7 - Astrolojinin anarşist manifestosu



Sonuçta yaratıcı hiçliğin (creato ex nihil) aradan yaklaşık 4000 yıl geçtikten sonra hava durumunu tahmin etme bahanesiyle ve kaos teorisi kılığında, müzenin tozlu penceresinden hayatın içine atladığını görmek beni gerçekten mutlu ediyor. 


Geçen haftaki yazımızda, Bernadette Brady’nin “Astrology: A place in chaos” adlı kitabını incelemeye başlamıştık.  Brady, bu gün hüküm süren dini ve bilimsel dünya anlayışında, astrolojinin kendine sağlam bir yer bulamadığını, çünkü Astroloji’nin doğduğu zamanlarda ve yerlerde bambaşka bir dünya anlayışının ve mitlerin hüküm sürdüğünü anlatarak işe başlıyordu.

Bu mitlerde, hiçlikten doğan bir düzen anlatılıyordu. Dolayısıyla, hiçlik, nam-ı-diğer kaos, boş ve karanlık bir yer değildi. Tüm hayatı, olası tüm formları içinde barındıran, rahim benzeri bir yerdi. Bir kez, hiçlikten bir varlık çıktığında, diğerlerinin çıkmasına da yardım ediyor, birden yeni bir düzen zuhur ediyordu. Bu düzen bir süre geliştikten ve büyüdükten sonra, bu kez yönünü kaos’a çeviriyor ve sonunda tümüyle kaos’a dönüyordu. Sonra tekrar düzen ve tekrar kaos. Varoluş döngüler halinde var ve yok oluyordu.

Bu döngüler arasında yaratılan dünyada insanın hiçbir ayrıcalığı yoktu. Neden-sonuç ilişkisi yerine, tüm varlıkların birbirine bağlı olduğu, birbirini etkilediği bir düzen olmasının yanı sıra, sürekli işbaşında olan bir yeniden yaratım süreci de iş başındaydı. Ve birbiri ile ilgisizmiş gibi görünen bazı olaylarda, eğer bir ilinti yakalayabilirsek, işaretleri gözleyerek, olayların nasıl gelişeceğini kestirebiliyorduk. Bu nedenle, bulutların şekli, kuşların uçuşu ya da gökyüzündeki planetlerin konumlarına bakarak, sel olup olmayacağını, savaş ya da kıtlığın gelip gelmeyeceğini bilebilirdik. Buradaki tek sorun, neyi gözlememiz gerektiğini yani doğru bağlantıyı bulabilmekti.
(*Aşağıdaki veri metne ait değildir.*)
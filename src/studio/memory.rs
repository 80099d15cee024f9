use super::instance::Instance;
use super::{
    BankId, EventId, InstanceId, PlaybackState, StopMode, StudioEngine, is_snapshot,
};
use crate::error::EngineError;
use std::collections::HashMap;
use std::sync::Arc;

struct Bank {
    name: String,
    data: Arc<[u8]>,
    event: EventId,
}

pub struct MemoryStudio {
    banks: HashMap<BankId, Bank>,
    events: HashMap<String, EventId>,
    descriptions: HashMap<EventId, String>,
    instances: HashMap<InstanceId, Instance>,
    next_id: u32,
    updates: u64,
    parameter_writes: usize,
}

impl MemoryStudio {
    pub fn new() -> Self {
        Self {
            banks: HashMap::new(),
            events: HashMap::new(),
            descriptions: HashMap::new(),
            instances: HashMap::new(),
            next_id: 1,
            updates: 0,
            parameter_writes: 0,
        }
    }

    pub fn parameter_writes(&self) -> usize {
        self.parameter_writes
    }

    pub fn updates(&self) -> u64 {
        self.updates
    }

    pub fn bank_count(&self) -> usize {
        self.banks.len()
    }

    pub fn instance_count(&self) -> usize {
        self.instances.len()
    }

    pub fn finish(&mut self, instance: InstanceId) -> Result<(), EngineError> {
        self.instance_mut(instance)?.finish();
        Ok(())
    }

    pub(super) fn event_path(&self, event: EventId) -> Option<&str> {
        self.descriptions.get(&event).map(String::as_str)
    }

    pub(super) fn event_data(&self, event: EventId) -> Option<Arc<[u8]>> {
        self.banks
            .values()
            .find(|bank| bank.event == event)
            .map(|bank| Arc::clone(&bank.data))
    }

    pub(super) fn instance(&self, instance: InstanceId) -> Result<&Instance, EngineError> {
        self.instances
            .get(&instance)
            .ok_or(EngineError::InvalidHandle {
                kind: "instance",
                id: instance.0,
            })
    }

    fn instance_mut(&mut self, instance: InstanceId) -> Result<&mut Instance, EngineError> {
        self.instances
            .get_mut(&instance)
            .ok_or(EngineError::InvalidHandle {
                kind: "instance",
                id: instance.0,
            })
    }

    pub(super) fn instances(&self) -> impl Iterator<Item = (InstanceId, &Instance)> {
        self.instances.iter().map(|(id, instance)| (*id, instance))
    }

    pub(super) fn snapshot_intensity(&self, path: &str) -> f32 {
        let Some(event) = self.events.get(path) else {
            return 0.0;
        };
        self.instances
            .values()
            .filter(|instance| instance.event == *event)
            .map(|instance| instance.parameter(super::INTENSITY))
            .fold(0.0, f32::max)
    }

    pub(super) fn advance(&mut self) {
        for instance in self.instances.values_mut() {
            instance.advance();
        }
        self.instances.retain(|_, instance| {
            !(instance.released && instance.state == PlaybackState::Stopped)
        });
        self.updates += 1;
    }

    fn allocate(&mut self) -> u32 {
        let id = self.next_id;
        self.next_id += 1;
        id
    }
}

impl Default for MemoryStudio {
    fn default() -> Self {
        Self::new()
    }
}

impl StudioEngine for MemoryStudio {
    fn load_bank(&mut self, name: &str, data: Arc<[u8]>) -> Result<BankId, EngineError> {
        if self.banks.values().any(|bank| bank.name == name) {
            return Err(EngineError::BankAlreadyLoaded(name.to_string()));
        }
        if data.is_empty() {
            return Err(EngineError::BankLoad {
                name: name.to_string(),
                reason: String::from("bank is empty"),
            });
        }

        let bank = BankId(self.allocate());
        let event = EventId(self.allocate());
        self.events.insert(name.to_string(), event);
        self.descriptions.insert(event, name.to_string());
        self.banks.insert(
            bank,
            Bank {
                name: name.to_string(),
                data,
                event,
            },
        );
        Ok(bank)
    }

    fn unload_bank(&mut self, bank: BankId) -> Result<(), EngineError> {
        let removed = self.banks.remove(&bank).ok_or(EngineError::InvalidHandle {
            kind: "bank",
            id: bank.0,
        })?;
        self.events.remove(&removed.name);
        self.descriptions.remove(&removed.event);
        self.instances
            .retain(|_, instance| instance.event != removed.event);
        Ok(())
    }

    fn event(&mut self, path: &str) -> Result<EventId, EngineError> {
        if let Some(event) = self.events.get(path) {
            return Ok(*event);
        }
        if !is_snapshot(path) {
            return Err(EngineError::EventNotFound(path.to_string()));
        }

        let event = EventId(self.allocate());
        self.events.insert(path.to_string(), event);
        self.descriptions.insert(event, path.to_string());
        Ok(event)
    }

    fn create_instance(&mut self, event: EventId) -> Result<InstanceId, EngineError> {
        let path = self
            .descriptions
            .get(&event)
            .ok_or(EngineError::InvalidHandle {
                kind: "event",
                id: event.0,
            })?;
        let snapshot = is_snapshot(path);
        let instance = InstanceId(self.allocate());
        self.instances
            .insert(instance, Instance::new(event, snapshot));
        Ok(instance)
    }

    fn release_instance(&mut self, instance: InstanceId) -> Result<(), EngineError> {
        let entry = self.instance_mut(instance)?;
        if entry.state == PlaybackState::Stopped {
            self.instances.remove(&instance);
        } else {
            entry.released = true;
        }
        Ok(())
    }

    fn start(&mut self, instance: InstanceId) -> Result<(), EngineError> {
        self.instance_mut(instance)?.start();
        Ok(())
    }

    fn stop(&mut self, instance: InstanceId, mode: StopMode) -> Result<(), EngineError> {
        self.instance_mut(instance)?.stop(mode);
        Ok(())
    }

    fn set_paused(&mut self, instance: InstanceId, paused: bool) -> Result<(), EngineError> {
        self.instance_mut(instance)?.paused = paused;
        Ok(())
    }

    fn paused(&self, instance: InstanceId) -> Result<bool, EngineError> {
        Ok(self.instance(instance)?.paused)
    }

    fn playback_state(&self, instance: InstanceId) -> Result<PlaybackState, EngineError> {
        Ok(self.instance(instance)?.state)
    }

    fn parameter(&self, instance: InstanceId, name: &str) -> Result<f32, EngineError> {
        Ok(self.instance(instance)?.parameter(name))
    }

    fn set_parameter(
        &mut self,
        instance: InstanceId,
        name: &str,
        value: f32,
        immediate: bool,
    ) -> Result<(), EngineError> {
        self.instance_mut(instance)?
            .set_parameter(name, value, immediate);
        self.parameter_writes += 1;
        Ok(())
    }

    fn update(&mut self) -> Result<(), EngineError> {
        for instance in self.instances.values_mut() {
            if instance.released && instance.state == PlaybackState::Playing {
                instance.finish();
            }
        }
        self.advance();
        Ok(())
    }

    fn output_name(&self) -> String {
        String::from("Silent (no output device)")
    }
}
Bu düzenin kalbinde döngüler vardı. Olaylar ve olgular şablonlar halinde tekrar edebiliyor, mantığın açıklamaya yetmeyeceği, bize tuhaf, gizemli gelen olaylar olabiliyordu.
İşte astroloji, tam da bu evren algısının çocuğuydu.


Ex nihilo nihil fit

 “MÖ 500’lü yıllara kadar hüküm süren bu dünya ve yaradılış düşüncesi, ilk olarak Heraklitos zamanında sorgulanmaya başladı” diyor Brady. Kaos, bu sürekli yeniden yaratım süreci, bilgi birikimine izin vermiyordu. Her şey sürekli bir değişim ve çözülme içindeydi ve bu değişimi anlatan meşhur söz , “Aynı nehirde iki kez yıkanılmaz” Heraklitos tarafından söylendi.  (Doğrusu ben bu sözün sürekli değişen bir dünyayı yansıttığını düşünürdüm fakat kaos’a sürüklenen bir düzenin çözüldüğü fikri hiç aklıma gelmemişti.)
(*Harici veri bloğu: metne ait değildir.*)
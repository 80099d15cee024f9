#[derive(Debug, Clone, Copy, PartialEq, Eq, Hash)]
pub enum EffectKind {
    Grit,
    Brightness,
    Chops,
    Vocals,
}

impl EffectKind {
    pub const ALL: [Self; 4] = [Self::Grit, Self::Brightness, Self::Chops, Self::Vocals];

    pub fn index(self) -> usize {
        match self {
            Self::Grit => 0,
            Self::Brightness => 1,
            Self::Chops => 2,
            Self::Vocals => 3,
        }
    }

    pub fn parameter(self) -> &'static str {
        match self {
            Self::Grit => "Grit",
            Self::Brightness => "Brightness",
            Self::Chops => "Chops",
            Self::Vocals => "Vocals",
        }
    }

    pub fn readback(self) -> &'static str {
        match self {
            Self::Grit => "GritAmount",
            Self::Brightness => "BrightnessAmount",
            Self::Chops => "ChopsAmount",
            Self::Vocals => "VocalsAmount",
        }
    }

    pub fn label(self) -> &'static str {
        match self {
            Self::Grit => "Grit",
            Self::Brightness => "Brightness",
            Self::Chops => "Chops",
            Self::Vocals => "Vocals",
        }
    }
}

#[derive(Debug, Clone, Copy, PartialEq, Eq, Hash)]
pub enum AmbienceKind {
    Rain,
    Vinyl,
    Birds,
    Radio,
}

impl AmbienceKind {
    pub const ALL: [Self; 4] = [Self::Rain, Self::Vinyl, Self::Birds, Self::Radio];

    pub fn index(self) -> usize {
        match self {
            Self::Rain => 0,
            Self::Vinyl => 1,
            Self::Birds => 2,
            Self::Radio => 3,
        }
    }

    pub fn event_path(self) -> &'static str {
        match self {
            Self::Rain => "event:/Ambiences/Rain",
            Self::Vinyl => "event:/Ambiences/Vinyl",
            Self::Birds => "event:/Ambiences/Birds",
            Self::Radio => "snapshot:/Radio",
        }
    }

    pub fn default_asset(self) -> Option<&'static str> {
        match self {
            Self::Rain => Some("ambience/rain.ogg"),
            Self::Vinyl => Some("ambience/vinyl.ogg"),
            Self::Birds => Some("ambience/birds.ogg"),
            Self::Radio => None,
        }
    }

    pub fn parameter(self) -> &'static str {
        match self {
            Self::Rain => "RainAmount",
            Self::Vinyl => "VinylAmount",
            Self::Birds => "BirdAmount",
            Self::Radio => crate::studio::INTENSITY,
        }
    }

    pub fn scale(self, raw: u8) -> f32 {
        match self {
            Self::Radio => f32::from(raw.min(100)),
            _ => normalize(raw),
        }
    }

    pub fn label(self) -> &'static str {
        match self {
            Self::Rain => "Rain",
            Self::Vinyl => "Vinyl",
            Self::Birds => "Birds",
            Self::Radio => "Radio",
        }
    }
}

pub fn normalize(raw: u8) -> f32 {
    f32::from(raw.min(100)) / 100.0
}

#[derive(Debug, Clone, Copy, PartialEq, Default)]
pub struct SliderState {
    pub values: [f32; 4],
    pub changed: bool,
}

impl SliderState {
    pub fn observe(&self, raw: &[u8; 4]) -> Self {
        let values = raw.map(normalize);
        Self {
            values,
            changed: values != self.values,
        }
    }
}

#[derive(Debug, Clone, Copy, PartialEq, Default)]
pub struct Effectiveness {
    pub mix: f32,
    // False when the parameter was outside [0, 1]; `mix` is then unclamped.
    pub in_range: bool,
}

impl Effectiveness {
    pub fn from_level(level: f32) -> Self {
        Self {
            mix: effectiveness(level),
            in_range: (0.0..=1.0).contains(&level),
        }
    }
}

pub fn effectiveness(level: f32) -> f32 {
    1.0 - (level - 1.0) * (level - 1.0)
}

#[cfg(test)]
mod tests {
    use super::*;
    use proptest::prop_assert;

    #[test]
    fn curve_hits_its_anchor_points() {
        assert_eq!(effectiveness(0.0), 0.0);
        assert_eq!(effectiveness(1.0), 1.0);
        assert_eq!(effectiveness(0.5), 0.75);
    }

    #[test]
    fn out_of_range_levels_are_flagged_not_clamped() {
        let light = Effectiveness::from_level(1.5);
        assert!(!light.in_range);
        assert_eq!(light.mix, 0.75);
        assert!(Effectiveness::from_level(0.2).in_range);
    }

    #[test]
    fn unchanged_sliders_are_not_marked_changed() {
        let first = SliderState::default().observe(&[10, 20, 30, 40]);
        assert!(first.changed);
        assert_eq!(first.values, [0.1, 0.2, 0.3, 0.4]);

        let second = first.observe(&[10, 20, 30, 40]);
        assert!(!second.changed);

        let third = second.observe(&[10, 20, 31, 40]);
        assert!(third.changed);
    }

    #[test]
    fn zero_sliders_match_the_initial_snapshot() {
        assert!(!SliderState::default().observe(&[0; 4]).changed);
    }

    #[test]
    fn radio_amount_uses_intensity_units() {
        assert_eq!(AmbienceKind::Radio.scale(40), 40.0);
        assert_eq!(AmbienceKind::Rain.scale(40), 0.4);
        assert_eq!(AmbienceKind::Radio.parameter(), "Intensity");
    }

    proptest::proptest! {
        #[test]
        fn curve_is_monotonic_on_unit_interval(a in 0.0f32..=1.0, b in 0.0f32..=1.0) {
            let (low, high) = if a <= b { (a, b) } else { (b, a) };
            prop_assert!(effectiveness(low) <= effectiveness(high));
            prop_assert!((0.0..=1.0).contains(&effectiveness(low)));
        }
    }
}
Brady, “Bu çözülme, bilgiye aç antik Yunanlıların hoşuna gidecek bir çözüm değildi” diyor ve ekliyor: “Bu düzen içinde bilgi tutulamaz ve saklanamazdı. Dolayısıyla daha stabil bir dünya’ya ihtiyaç vardı”.
Antik Yunan’lılar “creatio ex nihilo” olarak isimlendirdikleri yaratıcı hiçliği beğenmediler ve “Ex nihilo nihil fit” dediler. Yani “hiçlikten sadece hiçlik doğar”. Yeni bir düzene, yani yaratıcı tanrının kurduğu yeni ve sağlam bir düzene ihtiyaç vardı. Hatta ona bir isim de buldu Yunanlılar; “Ko’smos” dediler.
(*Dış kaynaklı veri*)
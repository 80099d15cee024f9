use crate::effects::{AmbienceKind, EffectKind};
use serde::{Deserialize, Serialize};
use std::collections::BTreeMap;
use std::path::{Path, PathBuf};

#[derive(Debug, Clone, Serialize, Deserialize, PartialEq, Eq)]
pub struct TrackDescriptor {
    pub path: String,
    #[serde(alias = "displayName", alias = "display_name")]
    pub name: String,
    #[serde(default)]
    pub event: Option<String>,
}

impl TrackDescriptor {
    pub fn new(path: &str, name: &str) -> Self {
        Self {
            path: path.to_string(),
            name: name.to_string(),
            event: None,
        }
    }

    pub fn event_path(&self) -> String {
        if let Some(event) = &self.event {
            return event.clone();
        }
        let stem = Path::new(&self.path)
            .file_stem()
            .and_then(|stem| stem.to_str())
            .unwrap_or(self.path.as_str());
        format!("event:/Tracks/{stem}")
    }
}

#[derive(Debug, Clone, Copy, Serialize, Deserialize, PartialEq, Eq)]
pub struct Controls {
    #[serde(default)]
    pub effects: [u8; 4],
    #[serde(default = "default_ambience_amounts")]
    pub ambience: [u8; 4],
}

impl Controls {
    pub fn effect(&self, kind: EffectKind) -> u8 {
        self.effects[kind.index()]
    }

    pub fn ambience(&self, kind: AmbienceKind) -> u8 {
        self.ambience[kind.index()]
    }

    pub fn set_effect(&mut self, kind: EffectKind, raw: u8) {
        self.effects[kind.index()] = raw.min(100);
    }

    pub fn set_ambience(&mut self, kind: AmbienceKind, raw: u8) {
        self.ambience[kind.index()] = raw.min(100);
    }
}

impl Default for Controls {
    fn default() -> Self {
        Self {
            effects: [0; 4],
            ambience: default_ambience_amounts(),
        }
    }
}

#[derive(Debug, Clone, Serialize, Deserialize)]
pub struct Settings {
    #[serde(default = "default_manifest")]
    pub manifest: String,
    #[serde(default = "default_asset_root")]
    pub asset_root: PathBuf,
    // Event path to asset path for sounds loaded before the first track.
    #[serde(default = "default_sounds")]
    pub sounds: BTreeMap<String, String>,
    #[serde(default = "default_lookahead")]
    pub lookahead: usize,
    #[serde(default = "default_fetch_timeout_ms")]
    pub fetch_timeout_ms: u64,
    #[serde(default = "default_keep_loaded")]
    pub keep_loaded: bool,
    #[serde(default)]
    pub controls: Controls,
    #[serde(default)]
    pub null_audio: bool,
}

fn default_manifest() -> String {
    String::from("tracklist.json")
}

fn default_asset_root() -> PathBuf {
    PathBuf::from(".")
}

fn default_sounds() -> BTreeMap<String, String> {
    let mut sounds = BTreeMap::new();
    sounds.insert(
        crate::player::BUTTON_SFX.to_string(),
        String::from("sfx/tape_stop.ogg"),
    );
    for kind in AmbienceKind::ALL {
        if let Some(asset) = kind.default_asset() {
            sounds.insert(kind.event_path().to_string(), asset.to_string());
        }
    }
    sounds
}

fn default_lookahead() -> usize {
    2
}

fn default_fetch_timeout_ms() -> u64 {
    10_000
}

fn default_keep_loaded() -> bool {
    true
}

fn default_ambience_amounts() -> [u8; 4] {
    [50, 50, 50, 100]
}

impl Default for Settings {
    fn default() -> Self {
        Self {
            manifest: default_manifest(),
            asset_root: default_asset_root(),
            sounds: default_sounds(),
            lookahead: default_lookahead(),
            fetch_timeout_ms: default_fetch_timeout_ms(),
            keep_loaded: default_keep_loaded(),
            controls: Controls::default(),
            null_audio: false,
        }
    }
}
“Ko’smos” gelmekte gecikmedi. Önce Platon (MÖ 427-347) kaos’un ölümlüler dünyasında hüküm sürebileceğini, fakat tanrılar dünyasında her şeyin mükemmel, düzenli, sürekli ve tutarlı olduğunu ileri sürerek, kaos modelinden ilk ayrılmayı gerçekleştirdi. Ve ardında Aristoteles ve diğer Yunan düşünürleri, aklı öne koyan modern çağ düşüncesinin temellerini attılar. Sonrası malum… İsa’nın öğretisi ve İslamiyet, her şeye gücü yeten yaratıcı tanrının sorgulanamaz rolünü (Batı kültüründe) kesinleştirdi. Artık yaratılmış evren mükemmeldi ve tek bir yönde ilerliyordu. İnsan “eşref-i-mahlukat, yani yaratılmışların en şereflisi” ve dünyanın ve dünyadaki bütün varlıkların efendisiydi.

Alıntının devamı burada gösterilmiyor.